**Entries supplied:**
#####
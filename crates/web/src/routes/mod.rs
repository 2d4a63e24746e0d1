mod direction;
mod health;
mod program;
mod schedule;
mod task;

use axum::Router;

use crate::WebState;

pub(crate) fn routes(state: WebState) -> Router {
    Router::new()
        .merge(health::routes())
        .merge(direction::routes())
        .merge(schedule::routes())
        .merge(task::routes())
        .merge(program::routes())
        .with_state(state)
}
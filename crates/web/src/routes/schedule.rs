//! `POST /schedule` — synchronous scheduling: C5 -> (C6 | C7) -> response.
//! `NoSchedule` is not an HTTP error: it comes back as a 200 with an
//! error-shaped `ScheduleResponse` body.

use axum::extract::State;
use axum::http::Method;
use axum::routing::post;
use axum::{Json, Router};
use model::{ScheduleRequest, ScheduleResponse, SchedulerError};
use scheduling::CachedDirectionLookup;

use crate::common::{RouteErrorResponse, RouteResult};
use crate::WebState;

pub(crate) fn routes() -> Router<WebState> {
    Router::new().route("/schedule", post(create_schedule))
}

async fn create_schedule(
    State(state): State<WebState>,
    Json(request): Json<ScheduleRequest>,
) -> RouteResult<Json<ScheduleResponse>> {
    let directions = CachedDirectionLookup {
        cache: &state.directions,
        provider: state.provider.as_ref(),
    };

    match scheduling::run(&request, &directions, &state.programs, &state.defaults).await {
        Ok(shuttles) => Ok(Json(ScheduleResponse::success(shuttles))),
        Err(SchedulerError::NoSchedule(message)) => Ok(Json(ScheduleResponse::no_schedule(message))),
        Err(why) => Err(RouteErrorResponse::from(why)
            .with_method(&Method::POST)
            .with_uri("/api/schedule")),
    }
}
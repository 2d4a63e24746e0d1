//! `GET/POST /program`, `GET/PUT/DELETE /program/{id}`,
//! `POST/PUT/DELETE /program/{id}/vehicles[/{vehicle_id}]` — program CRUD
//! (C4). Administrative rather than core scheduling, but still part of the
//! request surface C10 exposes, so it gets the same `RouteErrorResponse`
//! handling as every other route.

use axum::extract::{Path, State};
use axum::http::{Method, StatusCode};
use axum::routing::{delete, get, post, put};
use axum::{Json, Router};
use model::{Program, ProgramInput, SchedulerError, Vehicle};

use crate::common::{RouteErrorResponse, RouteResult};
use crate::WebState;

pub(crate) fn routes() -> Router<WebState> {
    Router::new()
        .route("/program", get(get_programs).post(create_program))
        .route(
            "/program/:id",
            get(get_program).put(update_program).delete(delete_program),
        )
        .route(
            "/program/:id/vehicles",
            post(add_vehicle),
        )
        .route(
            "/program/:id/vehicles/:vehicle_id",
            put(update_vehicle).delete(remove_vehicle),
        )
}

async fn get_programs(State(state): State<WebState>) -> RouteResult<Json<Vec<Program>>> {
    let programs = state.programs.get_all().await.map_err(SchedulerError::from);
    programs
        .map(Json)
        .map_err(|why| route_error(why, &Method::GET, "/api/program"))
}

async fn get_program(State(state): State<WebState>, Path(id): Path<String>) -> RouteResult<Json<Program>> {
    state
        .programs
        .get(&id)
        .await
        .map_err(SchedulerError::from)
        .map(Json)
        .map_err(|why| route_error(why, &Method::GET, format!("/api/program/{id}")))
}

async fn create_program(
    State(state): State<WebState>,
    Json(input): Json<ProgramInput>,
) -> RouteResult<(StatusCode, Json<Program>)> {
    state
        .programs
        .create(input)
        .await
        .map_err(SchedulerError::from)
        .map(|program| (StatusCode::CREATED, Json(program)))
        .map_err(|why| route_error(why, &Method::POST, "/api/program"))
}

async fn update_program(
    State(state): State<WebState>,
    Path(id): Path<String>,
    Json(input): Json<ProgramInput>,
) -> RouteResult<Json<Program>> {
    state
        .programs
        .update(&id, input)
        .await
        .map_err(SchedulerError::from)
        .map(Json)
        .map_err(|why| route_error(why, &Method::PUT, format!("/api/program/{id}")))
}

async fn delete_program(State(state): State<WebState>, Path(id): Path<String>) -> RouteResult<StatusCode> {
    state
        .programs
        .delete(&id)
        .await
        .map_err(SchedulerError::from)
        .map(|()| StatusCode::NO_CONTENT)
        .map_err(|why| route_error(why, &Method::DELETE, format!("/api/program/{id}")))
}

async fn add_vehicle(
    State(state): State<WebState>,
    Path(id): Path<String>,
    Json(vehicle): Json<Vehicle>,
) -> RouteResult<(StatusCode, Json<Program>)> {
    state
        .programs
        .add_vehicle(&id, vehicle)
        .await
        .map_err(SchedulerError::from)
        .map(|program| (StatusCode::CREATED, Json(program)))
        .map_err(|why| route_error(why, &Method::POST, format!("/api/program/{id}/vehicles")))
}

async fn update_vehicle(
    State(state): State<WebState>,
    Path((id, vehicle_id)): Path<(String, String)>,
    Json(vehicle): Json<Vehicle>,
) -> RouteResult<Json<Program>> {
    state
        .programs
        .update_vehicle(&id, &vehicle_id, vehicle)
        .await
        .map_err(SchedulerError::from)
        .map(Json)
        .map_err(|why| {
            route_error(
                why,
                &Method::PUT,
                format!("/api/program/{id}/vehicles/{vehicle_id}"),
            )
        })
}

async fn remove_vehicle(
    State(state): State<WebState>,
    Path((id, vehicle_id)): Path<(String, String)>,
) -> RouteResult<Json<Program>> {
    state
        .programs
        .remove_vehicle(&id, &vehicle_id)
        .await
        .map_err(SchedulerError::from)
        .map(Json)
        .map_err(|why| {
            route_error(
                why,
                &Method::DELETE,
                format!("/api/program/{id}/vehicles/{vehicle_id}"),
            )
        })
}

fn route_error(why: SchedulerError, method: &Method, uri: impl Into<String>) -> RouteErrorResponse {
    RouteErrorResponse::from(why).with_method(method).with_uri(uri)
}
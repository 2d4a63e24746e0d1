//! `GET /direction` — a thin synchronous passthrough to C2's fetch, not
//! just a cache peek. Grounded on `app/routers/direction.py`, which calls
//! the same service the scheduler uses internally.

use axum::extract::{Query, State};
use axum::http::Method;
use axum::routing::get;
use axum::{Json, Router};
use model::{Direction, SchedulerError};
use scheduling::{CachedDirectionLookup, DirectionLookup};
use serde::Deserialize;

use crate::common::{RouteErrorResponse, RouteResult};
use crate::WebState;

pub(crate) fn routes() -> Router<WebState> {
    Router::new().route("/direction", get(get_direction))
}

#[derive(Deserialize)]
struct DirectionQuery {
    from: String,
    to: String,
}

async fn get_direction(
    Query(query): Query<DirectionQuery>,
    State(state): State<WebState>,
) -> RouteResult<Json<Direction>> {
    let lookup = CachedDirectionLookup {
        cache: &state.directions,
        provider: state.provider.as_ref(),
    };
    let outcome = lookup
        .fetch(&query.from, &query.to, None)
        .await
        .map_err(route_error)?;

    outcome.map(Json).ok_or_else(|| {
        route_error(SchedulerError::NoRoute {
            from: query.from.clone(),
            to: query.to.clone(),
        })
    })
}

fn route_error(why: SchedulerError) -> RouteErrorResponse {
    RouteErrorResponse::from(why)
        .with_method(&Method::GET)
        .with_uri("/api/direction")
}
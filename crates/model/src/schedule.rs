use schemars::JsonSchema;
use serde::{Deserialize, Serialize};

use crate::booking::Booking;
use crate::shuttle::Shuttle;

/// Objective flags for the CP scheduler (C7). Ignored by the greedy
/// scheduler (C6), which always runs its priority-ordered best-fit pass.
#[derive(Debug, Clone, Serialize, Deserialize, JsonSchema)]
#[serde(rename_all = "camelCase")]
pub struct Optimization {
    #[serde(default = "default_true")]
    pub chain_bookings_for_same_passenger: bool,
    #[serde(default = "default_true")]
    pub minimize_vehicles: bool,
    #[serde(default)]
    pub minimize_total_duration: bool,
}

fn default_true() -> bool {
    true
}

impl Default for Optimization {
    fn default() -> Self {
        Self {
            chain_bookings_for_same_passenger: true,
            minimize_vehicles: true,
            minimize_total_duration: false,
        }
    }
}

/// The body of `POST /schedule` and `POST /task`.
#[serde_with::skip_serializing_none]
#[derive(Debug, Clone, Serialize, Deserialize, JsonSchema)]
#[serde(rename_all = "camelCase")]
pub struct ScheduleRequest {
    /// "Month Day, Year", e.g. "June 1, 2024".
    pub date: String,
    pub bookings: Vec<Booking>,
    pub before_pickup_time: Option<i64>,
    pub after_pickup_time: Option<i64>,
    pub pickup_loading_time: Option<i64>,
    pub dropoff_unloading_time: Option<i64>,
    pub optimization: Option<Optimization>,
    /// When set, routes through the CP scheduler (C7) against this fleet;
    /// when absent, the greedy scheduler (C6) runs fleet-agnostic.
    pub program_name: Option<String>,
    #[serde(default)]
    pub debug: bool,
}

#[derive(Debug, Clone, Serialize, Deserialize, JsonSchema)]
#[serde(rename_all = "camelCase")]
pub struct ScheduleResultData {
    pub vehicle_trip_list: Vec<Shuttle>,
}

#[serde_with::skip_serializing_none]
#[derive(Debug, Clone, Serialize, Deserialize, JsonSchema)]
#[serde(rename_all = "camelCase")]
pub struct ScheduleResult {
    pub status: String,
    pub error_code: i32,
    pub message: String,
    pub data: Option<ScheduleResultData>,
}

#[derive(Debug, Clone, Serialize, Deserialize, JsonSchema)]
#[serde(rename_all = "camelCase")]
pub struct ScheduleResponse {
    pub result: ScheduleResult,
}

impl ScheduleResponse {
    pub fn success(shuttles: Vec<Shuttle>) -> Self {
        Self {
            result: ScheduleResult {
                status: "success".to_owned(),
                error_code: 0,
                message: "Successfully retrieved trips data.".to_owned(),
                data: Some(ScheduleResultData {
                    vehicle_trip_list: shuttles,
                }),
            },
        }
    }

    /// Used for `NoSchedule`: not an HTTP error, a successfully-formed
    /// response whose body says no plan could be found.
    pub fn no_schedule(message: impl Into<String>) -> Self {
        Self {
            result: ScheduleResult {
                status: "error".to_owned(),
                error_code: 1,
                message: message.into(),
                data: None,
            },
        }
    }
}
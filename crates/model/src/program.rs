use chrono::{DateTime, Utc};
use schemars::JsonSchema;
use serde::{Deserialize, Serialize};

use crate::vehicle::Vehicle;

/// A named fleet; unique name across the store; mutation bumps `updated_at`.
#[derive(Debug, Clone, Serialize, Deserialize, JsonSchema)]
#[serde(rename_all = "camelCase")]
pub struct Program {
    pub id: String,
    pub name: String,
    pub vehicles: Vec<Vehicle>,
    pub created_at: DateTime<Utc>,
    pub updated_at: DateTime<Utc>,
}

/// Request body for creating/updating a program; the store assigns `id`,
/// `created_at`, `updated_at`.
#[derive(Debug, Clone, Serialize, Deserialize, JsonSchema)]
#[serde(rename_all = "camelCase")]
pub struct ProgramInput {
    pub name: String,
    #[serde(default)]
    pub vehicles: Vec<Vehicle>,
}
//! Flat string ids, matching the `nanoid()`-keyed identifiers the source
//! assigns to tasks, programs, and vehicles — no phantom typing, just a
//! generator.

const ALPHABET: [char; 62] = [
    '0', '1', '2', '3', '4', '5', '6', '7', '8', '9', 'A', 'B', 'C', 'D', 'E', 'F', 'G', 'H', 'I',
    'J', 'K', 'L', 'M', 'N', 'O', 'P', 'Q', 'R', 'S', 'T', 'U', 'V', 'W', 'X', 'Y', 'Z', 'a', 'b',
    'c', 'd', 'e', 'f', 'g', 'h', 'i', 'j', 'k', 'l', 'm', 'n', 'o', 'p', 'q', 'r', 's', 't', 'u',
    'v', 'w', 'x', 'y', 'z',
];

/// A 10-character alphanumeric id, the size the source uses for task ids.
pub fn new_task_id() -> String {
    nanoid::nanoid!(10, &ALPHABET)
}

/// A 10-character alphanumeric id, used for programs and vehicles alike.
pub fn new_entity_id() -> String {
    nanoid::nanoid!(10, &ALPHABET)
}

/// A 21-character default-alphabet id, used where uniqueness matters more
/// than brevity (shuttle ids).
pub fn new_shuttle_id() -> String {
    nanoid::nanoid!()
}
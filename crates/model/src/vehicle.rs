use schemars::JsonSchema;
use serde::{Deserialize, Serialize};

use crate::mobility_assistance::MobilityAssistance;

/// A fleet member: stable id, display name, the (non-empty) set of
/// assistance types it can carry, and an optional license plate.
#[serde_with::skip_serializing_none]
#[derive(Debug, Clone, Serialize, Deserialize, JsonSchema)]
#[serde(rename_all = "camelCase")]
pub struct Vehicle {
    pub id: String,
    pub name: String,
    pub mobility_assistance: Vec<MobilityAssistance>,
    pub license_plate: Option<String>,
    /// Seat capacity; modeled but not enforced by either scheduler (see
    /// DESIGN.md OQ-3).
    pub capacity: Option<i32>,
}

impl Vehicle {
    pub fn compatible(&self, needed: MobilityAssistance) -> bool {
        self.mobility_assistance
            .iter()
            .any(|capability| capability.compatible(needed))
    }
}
#####
**Work instructions:**
Only the lines containing the string "Path" are needed; pull them out of the records.

**Problem solution:**
use axum::extract::{Path, State};
async fn get_program(State(state): State<WebState>, Path(id): Path<String>) -> RouteResult<Json<Program>> {
    Path(id): Path<String>,
async fn delete_program(State(state): State<WebState>, Path(id): Path<String>) -> RouteResult<StatusCode> {
    Path(id): Path<String>,
    Path((id, vehicle_id)): Path<(String, String)>,
    Path((id, vehicle_id)): Path<(String, String)>,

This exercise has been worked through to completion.